Aproveitando o ninho



Um dia a melancolia desceu em seu coração e juntos, ela e o marido, não sabiam o que fazer daquela tal liberdade. Podiam tudo, mas não entendiam quase nada do que estava acontecendo em sua casa e suas vidas.

Não se ouvia mais as músicas estridentes que vinham de um quarto ou a televisão ligada na sala, ou o grito de um outro pedindo a toalha no banheiro. Tudo era silêncio e solidão a dois.

Eles se foram, bateram asas e deixaram o ninho. Estava na hora e para isso foram preparados, mas o casal não imaginava que chegaria mesmo o dia para cada um deles.

Por isso sofriam, mergulhados nas idiossincrasias do cotidiano e sem se notarem por todo o período que os filhos os absorveram, estavam naquele momento sós, cada um em seu mundo, e por esta razão, estranhavam-se.

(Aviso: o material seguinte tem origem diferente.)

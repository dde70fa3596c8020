//! Stateless HTTP request builder and response parser for the task API.
//!
//! # Design
//! `TaskClient` holds only the collection endpoint (e.g.
//! `https://host/api/todos`) and carries no mutable state between calls.
//! Each operation is split into a `build_*` method that produces an
//! `HttpRequest` and a `parse_*` method that consumes an `HttpResponse`.
//!
//! Response shapes differ by endpoint: list and get answer with a `{data}`
//! envelope, create and update answer with the bare task. The parsers keep
//! that asymmetry rather than guessing.

use serde::de::DeserializeOwned;
use serde::Serialize;

use crate::error::ApiError;
use crate::http::{HttpMethod, HttpRequest, HttpResponse};
use crate::types::{Envelope, Page, Task, TaskId, TaskInput, TaskStatus};

/// Wire body for create and update: exactly `{title, details, status}`.
#[derive(Serialize)]
struct TaskBody<'a> {
    #[serde(skip_serializing_if = "Option::is_none")]
    title: Option<&'a str>,
    #[serde(skip_serializing_if = "Option::is_none")]
    details: Option<&'a str>,
    #[serde(skip_serializing_if = "Option::is_none")]
    status: Option<TaskStatus>,
}

impl<'a> From<&'a TaskInput> for TaskBody<'a> {
    fn from(input: &'a TaskInput) -> Self {
        Self {
            title: input.title.as_deref(),
            details: input.details.as_deref(),
            status: input.status,
        }
    }
}

/// Synchronous, stateless client for the task API.
#[derive(Debug, Clone, PartialEq, Eq)]
pub struct TaskClient {
    endpoint: String,
}

impl TaskClient {
    pub fn new(endpoint: &str) -> Self {
        Self {
            endpoint: endpoint.trim_end_matches('/').to_string(),
        }
    }

    pub fn endpoint(&self) -> &str {
        &self.endpoint
    }

    pub fn build_list_tasks(&self) -> HttpRequest {
        bodyless(HttpMethod::Get, self.endpoint.clone())
    }

    pub fn build_list_tasks_page(&self, page: u32) -> HttpRequest {
        bodyless(HttpMethod::Get, format!("{}?page={page}", self.endpoint))
    }

    pub fn build_get_task(&self, id: TaskId) -> HttpRequest {
        bodyless(HttpMethod::Get, self.task_url(id))
    }

    /// A missing status is sent as `not_started`.
    pub fn build_create_task(&self, input: &TaskInput) -> Result<HttpRequest, ApiError> {
        let mut body = TaskBody::from(input);
        body.status = Some(input.status.unwrap_or_default());
        with_json(HttpMethod::Post, self.endpoint.clone(), &body)
    }

    /// Fields absent from `input` are left out of the body, status included.
    pub fn build_update_task(&self, id: TaskId, input: &TaskInput) -> Result<HttpRequest, ApiError> {
        with_json(HttpMethod::Put, self.task_url(id), &TaskBody::from(input))
    }

    pub fn build_delete_task(&self, id: TaskId) -> HttpRequest {
        bodyless(HttpMethod::Delete, self.task_url(id))
    }

    /// Returns the envelope's `data` only; `links` and `meta` are dropped.
    pub fn parse_list_tasks(&self, response: HttpResponse) -> Result<Vec<Task>, ApiError> {
        let envelope: Envelope<Vec<Task>> = decode(response)?;
        Ok(envelope.data)
    }

    pub fn parse_list_page(&self, response: HttpResponse) -> Result<Page<Task>, ApiError> {
        decode(response)
    }

    pub fn parse_get_task(&self, response: HttpResponse) -> Result<Task, ApiError> {
        let envelope: Envelope<Task> = decode(response)?;
        Ok(envelope.data)
    }

    pub fn parse_create_task(&self, response: HttpResponse) -> Result<Task, ApiError> {
        decode(response)
    }

    pub fn parse_update_task(&self, response: HttpResponse) -> Result<Task, ApiError> {
        decode(response)
    }

    pub fn parse_delete_task(&self, response: HttpResponse) -> Result<(), ApiError> {
        check_status(&response)
    }

    fn task_url(&self, id: TaskId) -> String {
        format!("{}/{id}", self.endpoint)
    }
}

fn bodyless(method: HttpMethod, path: String) -> HttpRequest {
    HttpRequest {
        method,
        path,
        headers: Vec::new(),
        body: None,
    }
}

fn with_json<T: Serialize>(method: HttpMethod, path: String, body: &T) -> Result<HttpRequest, ApiError> {
    let body = serde_json::to_string(body).map_err(|e| ApiError::Serialization(e.to_string()))?;
    Ok(HttpRequest {
        method,
        path,
        headers: vec![("content-type".to_string(), "application/json".to_string())],
        body: Some(body),
    })
}

fn decode<T: DeserializeOwned>(response: HttpResponse) -> Result<T, ApiError> {
    check_status(&response)?;
    serde_json::from_str(&response.body).map_err(|e| ApiError::Deserialization(e.to_string()))
}

/// Any status outside 2xx is a failure, whatever the body says.
fn check_status(response: &HttpResponse) -> Result<(), ApiError> {
    if response.is_success() {
        return Ok(());
    }
    Err(ApiError::Status {
        status: response.status,
        body: response.body.clone(),
    })
}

O vazio deixado pela saída dos filhos trouxe à tona comportamentos e imagens que um tinham do outro e que permaneciam meio obscurecidos no dia a dia tumultuado que havia antes com a casa cheia e barulhenta.

Tantas fases acontecem no decorrer de uma vida e por isso devemos estar atentos a essas mudanças, senão seremos castigados pelo desamor e o abandono.

Será então que este não é o momento para recomeçar algo novo, como viagens, cursos, reforma da casa, ouvir as músicas prediletas, ter mais tempo para si mesmo ou para o casal?

Chorar o ninho vazio não é uma atitude positiva, pelo contrário, parece-me muito egoísta, afinal não devemos esquecer que antes de sermos pais, fomos homem e mulher, marido e esposa, enfim, amantes. Assim, com a saída deles, precisamos reencontrar a força que nos uniu.










8 comentários:

  1. Amei Beth! Amei... até pensei que a autora poderia ser outra... mas diz o que realmente acontece. Domingo acho que no Fantástico, tava falando sobre isso... eu já me preparo desde agora para a saída dos meus filhos (espero daqui a uns 20 anos? kkkk) Quero que eles estudem fora, tenham suas proprias experiências... e quero estar preparada para este momento de voltar a ter a minha vida de volta. Agora é o momento deles, depois, com mais tranquilidade e sensação de dever cumprido, de pássaros livres para novos voos, chega a vez da retomada.
    Amei seu texto.
    Beijos mineiro-paranaenses,
    Fabiana

    PS: meu computador nao acentuou as palavras, e como nao queria perder o pensamento, enviei...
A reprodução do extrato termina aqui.